Por eso, además de una solidaridad leal entre generaciones, es necesario percibir la urgencia ética de “una nueva solidaridad intergeneracional”
Papa Francisco, Laudato si 160-162.
Para trabajar por una sociedad más justa y solidaria no hay que razonar solo sincrónicamente, sino también dia- crónicamente.
No hay que aplanarse en el presente sin perspectiva histórica, sino pensar también en lo que hemos heredado y en lo que dejaremos a quienes vengan después de nosotros.
Hemos de preguntarnos: ¿qué tipo de mundo deseamos transmitir a los que vengan después de nosotros, a los niños y a adolescentes que hoy están creciendo y mañana heredarán nuestro legado? ¿Qué orientación general tendrá nuestro mundo, qué sentido, qué valores?
Ciertamente, estas preguntas acarrean otras aún más profundas y serias: ¿con qué fin transitamos por este mundo? ¿Con qué fin hemos venido a esta vida? ¿Por qué trabajamos y luchamos? ¿Por qué esta Tierra nos necesita? No basta con decir que nos preocupamos por las futuras generaciones; hay que dar respuestas plausibles que muestren el respeto por la dignidad de nosotros mismos.
Somos nosotros los primeros interesados en transmitir un mundo justo y un planeta habitable para la humanidad que venga después de nosotros. Es un drama para nosotros mismos, porque nos interpela sobre el sentido de nuestro paso por esta Tierra. Y más porque «nuestras tradiciones culturales ya no se transmiten de una generación a otra con la misma fluidez que en el pasado», como se escribió en Aparecida (V Conferencia General del CELAM, Documento final, 39)
Tomemos de nuevo la cuestión ecológica, una de las más inquietantes del mundo actual, porque es fruto de ese sistema enloquecido que busca de modo espasmódico beneficios y que debemos denunciar en voz alta.
No podemos seguir mirando las previsiones catastróficas con desprecio e ironía. El peligro es dejar a las próximas generaciones solo escombros, desiertos y basura.
El ritmo de consumo, despilfarro y alteración del entorno ha superado las posibilidades de absorción del planeta. El estilo de vida actual, insostenible, solo puede desembocar en catástrofes, como de hecho ya está sucediendo periódicamente en diversas regiones del planeta. La atenuación de los efectos del desequilibrio actual dependerá de lo que ahora hagamos y programemos.

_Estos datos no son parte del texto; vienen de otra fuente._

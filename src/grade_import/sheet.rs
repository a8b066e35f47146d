// src/grade_import/sheet.rs

use std::io::Cursor;

use calamine::{Data, Reader, open_workbook_auto_from_rs};
use thiserror::Error;

use super::PreviewRow;

/// Column positions of the grade template.
mod cols {
    pub const SNO: usize = 0;
    pub const NAME: usize = 1;
    pub const SCORE: usize = 2;
    pub const EXAM_DATE: usize = 3;
    pub const COMMENT: usize = 4;
}

/// The upload is not a readable workbook.
#[derive(Debug, Error)]
#[error("could not read spreadsheet: {0}")]
pub struct ParseError(#[from] calamine::Error);

/// Decodes the first sheet of an `.xlsx`/`.xls` workbook into rows.
///
/// Row 1 is the header and is skipped. Rows whose cells are all blank are
/// dropped. A workbook without a first sheet yields no rows.
pub fn parse_sheet(bytes: &[u8]) -> Result<Vec<PreviewRow>, ParseError> {
    let mut workbook = open_workbook_auto_from_rs(Cursor::new(bytes))?;

    let range = match workbook.worksheet_range_at(0) {
        Some(range) => range?,
        None => return Ok(Vec::new()),
    };

    Ok(range
        .rows()
        .skip(1)
        .filter(|row| !is_blank_row(row))
        .map(to_preview_row)
        .collect())
}

fn is_blank_row(row: &[Data]) -> bool {
    row.iter().all(|cell| cell_text(cell).trim().is_empty())
}

fn to_preview_row(row: &[Data]) -> PreviewRow {
    let text = |idx: usize| row.get(idx).map(cell_text).unwrap_or_default();
    let optional = |idx: usize| Some(text(idx)).filter(|s| !s.trim().is_empty());

    PreviewRow {
        sno: text(cols::SNO).trim().to_string(),
        name: text(cols::NAME).trim().to_string(),
        score: row.get(cols::SCORE).map(cell_score).unwrap_or(0.0),
        exam_date: optional(cols::EXAM_DATE),
        comment: optional(cols::COMMENT),
    }
}

/// Cell rendered as display text.
fn cell_text(cell: &Data) -> String {
    match cell {
        Data::Empty | Data::Error(_) => String::new(),
        Data::String(s) | Data::DateTimeIso(s) | Data::DurationIso(s) => s.clone(),
        Data::Int(i) => i.to_string(),
        Data::Float(f) => format_number(*f),
        Data::Bool(b) => b.to_string(),
        Data::DateTime(dt) => dt
            .as_datetime()
            .map(|d| d.format("%Y-%m-%d %H:%M:%S").to_string())
            .unwrap_or_else(|| format_number(dt.as_f64())),
    }
}

/// Integral values print without a trailing `.0`.
fn format_number(f: f64) -> String {
    if f.is_finite() && f.fract() == 0.0 && f.abs() < 1e15 {
        format!("{}", f as i64)
    } else {
        f.to_string()
    }
}

fn cell_score(cell: &Data) -> f64 {
    let value = match cell {
        Data::Int(i) => *i as f64,
        Data::Float(f) => *f,
        Data::String(s) => s.trim().parse::<f64>().unwrap_or(0.0),
        _ => 0.0,
    };
    if value.is_finite() { value } else { 0.0 }
}

#[cfg(test)]
mod tests {
    use super::*;
    use rust_xlsxwriter::{ExcelDateTime, Format, Workbook};

    fn workbook(rows: &[&[&str]]) -> Vec<u8> {
        let mut workbook = Workbook::new();
        let sheet = workbook.add_worksheet();
        for (r, row) in rows.iter().enumerate() {
            for (c, value) in row.iter().enumerate() {
                if value.is_empty() {
                    continue;
                }
                sheet.write_string(r as u32, c as u16, *value).unwrap();
            }
        }
        workbook.save_to_buffer().unwrap()
    }

    const HEADER: &[&str] = &["工号", "姓名", "分数", "考试日期", "备注"];

    #[test]
    fn header_only_sheet_has_no_rows() {
        let bytes = workbook(&[HEADER]);
        assert!(parse_sheet(&bytes).unwrap().is_empty());
    }

    #[test]
    fn empty_sheet_has_no_rows() {
        let mut workbook = Workbook::new();
        workbook.add_worksheet();
        let bytes = workbook.save_to_buffer().unwrap();
        assert!(parse_sheet(&bytes).unwrap().is_empty());
    }

    #[test]
    fn blank_rows_are_dropped() {
        let mut workbook = Workbook::new();
        let sheet = workbook.add_worksheet();
        for (c, h) in HEADER.iter().enumerate() {
            sheet.write_string(0, c as u16, *h).unwrap();
        }
        sheet.write_string(1, 0, "E001").unwrap();
        sheet.write_string(1, 1, "张三").unwrap();
        sheet.write_number(1, 2, 85).unwrap();
        // Row 2 only holds whitespace.
        sheet.write_string(2, 1, "   ").unwrap();
        sheet.write_string(3, 0, "E002").unwrap();
        sheet.write_string(3, 1, "李四").unwrap();
        sheet.write_number(3, 2, 72.5).unwrap();
        let bytes = workbook.save_to_buffer().unwrap();

        let rows = parse_sheet(&bytes).unwrap();
        assert_eq!(rows.len(), 2);
        assert_eq!(rows[0].sno, "E001");
        assert_eq!(rows[0].score, 85.0);
        assert_eq!(rows[1].sno, "E002");
        assert_eq!(rows[1].score, 72.5);
    }

    #[test]
    fn columns_map_by_position() {
        let bytes = workbook(&[
            HEADER,
            &["E001", "张三", "85", "2024-06-01 09:00:00", ""],
            &["E002", "李四", "72", "2024-06-01 09:00:00", "补考名单"],
        ]);

        let rows = parse_sheet(&bytes).unwrap();
        assert_eq!(
            rows,
            vec![
                PreviewRow {
                    sno: "E001".to_string(),
                    name: "张三".to_string(),
                    score: 85.0,
                    exam_date: Some("2024-06-01 09:00:00".to_string()),
                    comment: None,
                },
                PreviewRow {
                    sno: "E002".to_string(),
                    name: "李四".to_string(),
                    score: 72.0,
                    exam_date: Some("2024-06-01 09:00:00".to_string()),
                    comment: Some("补考名单".to_string()),
                },
            ]
        );
    }

    #[test]
    fn non_numeric_or_missing_score_reads_as_zero() {
        let bytes = workbook(&[HEADER, &["E001", "张三", "absent"], &["E002", "李四"]]);

        let rows = parse_sheet(&bytes).unwrap();
        assert_eq!(rows.len(), 2);
        assert_eq!(rows[0].score, 0.0);
        assert_eq!(rows[1].score, 0.0);
        assert_eq!(rows[1].exam_date, None);
    }

    #[test]
    fn numeric_sno_prints_without_decimals() {
        let mut workbook = Workbook::new();
        let sheet = workbook.add_worksheet();
        sheet.write_string(0, 0, "工号").unwrap();
        sheet.write_number(1, 0, 10086).unwrap();
        sheet.write_string(1, 1, "王五").unwrap();
        let bytes = workbook.save_to_buffer().unwrap();

        let rows = parse_sheet(&bytes).unwrap();
        assert_eq!(rows[0].sno, "10086");
    }

    #[test]
    fn date_cells_render_as_timestamps() {
        let mut workbook = Workbook::new();
        let sheet = workbook.add_worksheet();
        let format = Format::new().set_num_format("yyyy-mm-dd hh:mm:ss");
        let date = ExcelDateTime::parse_from_str("2024-06-01 09:00:00").unwrap();
        sheet.write_string(0, 0, "工号").unwrap();
        sheet.write_string(1, 0, "E001").unwrap();
        sheet.write_number(1, 2, 90).unwrap();
        sheet.write_datetime_with_format(1, 3, &date, &format).unwrap();
        let bytes = workbook.save_to_buffer().unwrap();

        let rows = parse_sheet(&bytes).unwrap();
        assert_eq!(rows[0].exam_date.as_deref(), Some("2024-06-01 09:00:00"));
    }

    #[test]
    fn malformed_binary_is_a_parse_error() {
        assert!(parse_sheet(b"definitely not a workbook").is_err());
    }
}
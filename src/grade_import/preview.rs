// src/grade_import/preview.rs

use serde::Serialize;

use super::PreviewRow;

/// Rows shown in the confirmation table. The uploaded file is never truncated.
pub const MAX_PREVIEW_ROWS: usize = 10;

/// Leading slice of `rows`, at most `MAX_PREVIEW_ROWS` long, in source order.
pub fn build_preview(rows: &[PreviewRow]) -> &[PreviewRow] {
    &rows[..rows.len().min(MAX_PREVIEW_ROWS)]
}

/// What the import dialog displays for the selected file.
#[derive(Debug, Clone, Default, PartialEq, Serialize)]
pub struct Preview {
    pub rows: Vec<PreviewRow>,
    /// Data rows found in the whole sheet.
    pub parsed_rows: usize,
}

impl Preview {
    pub fn from_rows(rows: Vec<PreviewRow>) -> Self {
        Self {
            parsed_rows: rows.len(),
            rows: build_preview(&rows).to_vec(),
        }
    }

    pub fn is_empty(&self) -> bool {
        self.rows.is_empty()
    }

    pub fn is_truncated(&self) -> bool {
        self.parsed_rows > self.rows.len()
    }
}
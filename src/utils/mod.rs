// src/utils/mod.rs

pub mod session;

Y no se han de ignorar las responsabilidades que las futuras generaciones atribuirán a las anteriores, pues tendrán que soportar las peores consecuencias de los comportamientos de hoy.
La dificultad de tomarse en serio este desafío tiene que ver con el deterioro ético y cultural del que hemos hablado en varias ocasiones. El hombre del mundo posmoderno se expone realmente a ser esclavo de la búsqueda egoísta de su satisfacción inmediata, con la consiguiente crisis de los vínculos familiares y sociales y las dificultades para reconocer y respetar al otro. Piénsese en el consumo excesivo y miope de los padres, consumo de cosas pero también de pensamientos y relaciones que perjudica a los hijos, los cuales cada vez tienen más dificultad para encontrar trabajo, adquirir una casa, formar una familia y llevar una vida normal.
Esta incapacidad de pensar seriamente en las generaciones futuras está unida a la incapacidad de tanta gente de ampliar el horizonte de sus preocupaciones y pensar en los que siguen excluidos del desarrollo. No nos perdamos imaginando a los pobres del futuro; es suficiente con recordar a los pobres de hoy, a quienes les quedan pocos años que vivir en esta Tierra y no pueden seguir esperando la ayuda de sus hermanos. Por eso, además de una solidaridad leal entre generaciones, es necesario percibir la urgencia ética de “una nueva solidaridad intergeneracional” (Benedicto XVI, Mensaje para la Jornada Mundial de la Paz 2010,8.)